Il racconto della domenica di Giuseppe Esposito

Un pascià a Napoli-

Napoli ha sempre esercitato un grande fascino sugli stranieri, sia che si trattasse degli europei del nord i cui rampolli non mancavano di includere la capitale del Regno delle Due Sicilie nel loro Grand Tour, sia che si trattasse di persone di qualunque altro angolo del mondo.

Anche un pascià subì questo fascino e non si trattava di certo di un pascià qualunque, bensì del kedivé d’Egitto Ismail Pascià. Un pascià molto amato dal suo popolo, ma inviso alle grandi potenze dell’epoca, come Francia e Inghilterra, a causa delle sue politiche tese ad ammodernare lo stato e quindi spesso in conflitto con gli interessi delle grandi potenze straniere.

Ismail Pascià, detto anche Ismail il Magnifico era  nato, il 31 dicembre 1830, al Cairo, nel palazzo al-Musefir Khana, secondo dei tre figli di Ibrahim Pascià e della sua terza moglie Hishiar. Fu kedivè d’Egitto dal 1863 al 1879. Sotto di lui l’Egitto ebbe un notevole impulso al rinnovamento e Ismail, ebbe a dire una volta: “Il mio paese non è più Africa; noi siamo ora parte dell’Europa … è pertanto naturale per noi abbandonare le antiche strade e adottare un sistema adatto alla nostra condizione sociale.”

Sotto di lui fu inaugurato il canale di Suez ed egli commissionò al nostro Verdi l’Aida, che fu rappresentata per la prima volta durante i festeggiamenti per l’apertura del canale. Purtroppo le politiche di rinnovamento del paese erano piuttosto onerose ed egli si indebitò al punto che non potette ripagare alle banche inglesi gli interessi sul debito pubblico egiziano. Per questo motivo l’Inghilterra brigò molto, con il sultano turco ad Istanbul,  perché Ismail fosse allontanato dal governo. Il 26 giungo del 1879 egli costretto ad abbandonare la sua carica  si imbarcò col suo seguito, di quasi 250 persone, sul suo panfilo  Marhusse, facendo rotta verso Napoli.

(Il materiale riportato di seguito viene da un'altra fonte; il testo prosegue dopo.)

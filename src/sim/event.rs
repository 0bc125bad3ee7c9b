//! Event scheduling
//!
//! Each step scans every candidate event from the current state - a quartic
//! solve per peg, a linear crossing per wall, a quadratic for the bottom
//! exit - and keeps the earliest strictly positive time. Evaluation order
//! (pegs, left wall, right wall, exit) breaks exact ties, which are a
//! probability-zero case in floating point.

use glam::DVec2;

use super::geometry;
use super::state::{Board, Particle, PegMask};

/// What the particle runs into next.
#[derive(Debug, Clone, Copy, PartialEq, Eq)]
pub enum EventKind {
    /// Collision with the peg at this index into the board's peg list
    Peg(usize),
    WallLeft,
    WallRight,
    /// The y-coordinate returns to zero; terminal
    Exit,
}

/// A scheduled event: the kind plus its strictly positive time-to-event.
#[derive(Debug, Clone, Copy, PartialEq)]
pub struct Event {
    pub kind: EventKind,
    pub time: f64,
}

/// Earliest collision time against a single peg, honoring the board's mask.
///
/// Roots are tried in ascending order so that a masked (hole) impact lets
/// the flight continue to a later intersection of the same peg.
fn peg_collision_time(board: &Board, particle: &Particle, peg: DVec2) -> Option<f64> {
    let quartic = geometry::peg_quartic(particle.pos, particle.vel, board.radius, peg);
    let roots = board.solver.roots(&quartic);
    match board.mask {
        PegMask::None => roots.smallest_positive(),
        mask => roots
            .sorted()
            .iter()
            .filter(|&t| t > 0.0)
            .find(|&t| {
                let impact = geometry::position_at(particle.pos, particle.vel, t);
                mask.collision_allowed(peg, impact)
            }),
    }
}

/// Find the next event from the current state, or `None` when no candidate
/// has a strictly positive time - the trajectory decays without further
/// events, a terminal condition rather than an error.
pub fn next_event(board: &Board, particle: &Particle) -> Option<Event> {
    let mut best: Option<Event> = None;
    let mut consider = |kind: EventKind, time: Option<f64>| {
        if let Some(t) = time {
            // candidate roots must be finite and strictly positive before
            // they are trusted
            if t.is_finite() && t > 0.0 && best.is_none_or(|b| t < b.time) {
                best = Some(Event { kind, time: t });
            }
        }
    };

    for (i, &peg) in board.pegs().iter().enumerate() {
        consider(EventKind::Peg(i), peg_collision_time(board, particle, peg));
    }
    consider(
        EventKind::WallLeft,
        geometry::wall_cross_time(particle.pos, particle.vel, board.wall_left),
    );
    consider(
        EventKind::WallRight,
        geometry::wall_cross_time(particle.pos, particle.vel, board.wall_right),
    );
    consider(
        EventKind::Exit,
        geometry::exit_time(particle.pos, particle.vel),
    );

    best
}

#[cfg(test)]
mod tests {
    use super::*;
    use crate::sim::state::BoardConfig;

    fn single_peg_board() -> Board {
        Board::new(vec![DVec2::ZERO], &BoardConfig::default())
    }

    #[test]
    fn straight_drop_hits_the_peg() {
        let board = single_peg_board();
        let particle = Particle::new(DVec2::new(0.0, 5.0), DVec2::ZERO);
        let event = next_event(&board, &particle).unwrap();
        assert!(matches!(event.kind, EventKind::Peg(0)));
        let expected = (2.0 * (5.0 - 0.375f64)).sqrt();
        assert!((event.time - expected).abs() < 1e-8);
    }

    #[test]
    fn no_pegs_means_exit() {
        let board = Board::new(Vec::new(), &BoardConfig::default());
        let particle = Particle::new(DVec2::new(2.0, 5.0), DVec2::ZERO);
        let event = next_event(&board, &particle).unwrap();
        assert_eq!(event.kind, EventKind::Exit);
        assert!((event.time - (10.0f64).sqrt()).abs() < 1e-12);
    }

    #[test]
    fn wall_beats_later_exit() {
        let board = Board::new(Vec::new(), &BoardConfig::default());
        // moving left fast from high up: wall crossing comes first
        let particle = Particle::new(DVec2::new(1.0, 50.0), DVec2::new(-2.0, 0.0));
        let event = next_event(&board, &particle).unwrap();
        assert_eq!(event.kind, EventKind::WallLeft);
        assert!((event.time - 0.5).abs() < 1e-12);
    }

    #[test]
    fn right_wall_selected_when_moving_right() {
        let board = Board::new(Vec::new(), &BoardConfig::default());
        let particle = Particle::new(DVec2::new(6.0, 50.0), DVec2::new(4.0, 0.0));
        let event = next_event(&board, &particle).unwrap();
        assert_eq!(event.kind, EventKind::WallRight);
        assert!((event.time - 0.25).abs() < 1e-12);
    }

    #[test]
    fn receding_particle_decays() {
        let board = single_peg_board();
        // below the floor moving up: no peg hit, no wall motion, no exit
        // crossing from above
        let particle = Particle::new(DVec2::new(-5.0, -10.0), DVec2::new(0.0, 1.0));
        assert!(next_event(&board, &particle).is_none());
    }

    #[test]
    fn tangent_graze_yields_no_negative_time() {
        // resting exactly at distance R directly beside the peg: any
        // reported event time must be non-negative
        let board = single_peg_board();
        let particle = Particle::new(DVec2::new(0.375, 0.0), DVec2::ZERO);
        if let Some(event) = next_event(&board, &particle) {
            assert!(event.time >= 0.0);
        }
    }

    #[test]
    fn masked_peg_lets_the_particle_through() {
        // a wide hole straight up: the falling particle passes the top
        // surface and strikes the far (bottom) side from inside, or misses
        // entirely; either way the first unmasked root is later than the
        // unmasked contact time
        let config = BoardConfig::default();
        let unmasked = Board::new(vec![DVec2::ZERO], &config);
        let masked = Board::new(vec![DVec2::ZERO], &config).with_mask(PegMask::Holes {
            n: 1,
            gap: 1.0,
            offset: std::f64::consts::FRAC_PI_2,
        });
        let particle = Particle::new(DVec2::new(0.0, 5.0), DVec2::ZERO);

        let t_open = next_event(&unmasked, &particle).unwrap().time;
        match next_event(&masked, &particle) {
            Some(event) => match event.kind {
                EventKind::Peg(_) => assert!(event.time > t_open),
                EventKind::Exit => {}
                other => panic!("unexpected event {other:?}"),
            },
            None => panic!("masked drop should still exit"),
        }
    }
}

Lì fu accolto dal governo italiano e per i primi tempi abitò in un edificio al numero 9/A della Riviera di Chiaia. Successivamente fu ospitato a Villa San Felice, fatta edificare dal principe Tommaso di Savoia Genova a Posillipo, secondo le esigenze del nuovo ospite e posta direttamente sul mare.

Più tardi però il presidente del Consiglio dell’epoca, Benedetto Cairoli gli offrì di abitare nella villa del Miglio d’Oro, La favorita, costruita nel 1762 da Ferdinando Fuga e poi acquistata dal re di Napoli Ferdinando IV. Il Cairoli pensava di poter approfittare dei buoni uffici di Ismail Pascià negli affari che il governo italiano intratteneva  in Egitto. L’offerta fu accettata con entusiasmo ed il pascià con tutta la sua corte si trasferì nella villa di Portici. Il re d’Italia, Umberto I gli concesse l’extraterritorialità per cui, la villa potè essere sorvegliata da guardie armate, al servizio del kedivé. Ismail riservò per sé il primo piano. Fece costruire accanto all’ingresso una scala a chiocciola che gli permetteva di arrivare rapidamente nelle sue stanze e fece mettere delle grate di ferro alle finestre e ai balconi. L’edificio aveva già una sua nota esotica, grazie alle camere cinesi poste al secondo piano, che  fu riservato alle principesse. Nell’ultimo piano furono ospitate  le serve e le schiave. Fu rinnovato tutto l’arredamento e rifatto in stile turco. Il kedivé aveva portato con lui le tre mogli ed un vasto harem con odalische e concubine, sorvegliato a vista da una squadra di eunuchi, come nella più stretta tradizione turca. Gli ufficiali del seguito, gli schiavi ed i servitori di sesso maschile furono ospitati nella dependance della villa.

La presenza del pascià turco in città solleticò naturalmente la curiosità di tanti che si recavano sul posto, nella speranza di poter gettare un’occhiata nella villa e nella vita di quegli ospiti inconsueti. Personaggi immaginati come usciti dalle pagine delle” Mille e una notte”. Furono messe in giro tante voci strane come quella secondo la quale nei sotterranei della villa si compivano delle esecuzioni capitali.

La permanenza di Ismail Pascià nella villa La Favorita si protrasse per sei anni. Nel 1885 infatti il Sultano turco permise al pascià di tornare in patria e di ritirarsi nel suo palazzo di Emirgan, presso Isatnbul, sul Bosforo. In quel palazzo l’ex kedivé d’Egitto rimase, come in una prigione dorata, fino alla morte, avvenuta il 2 marzo del 1895.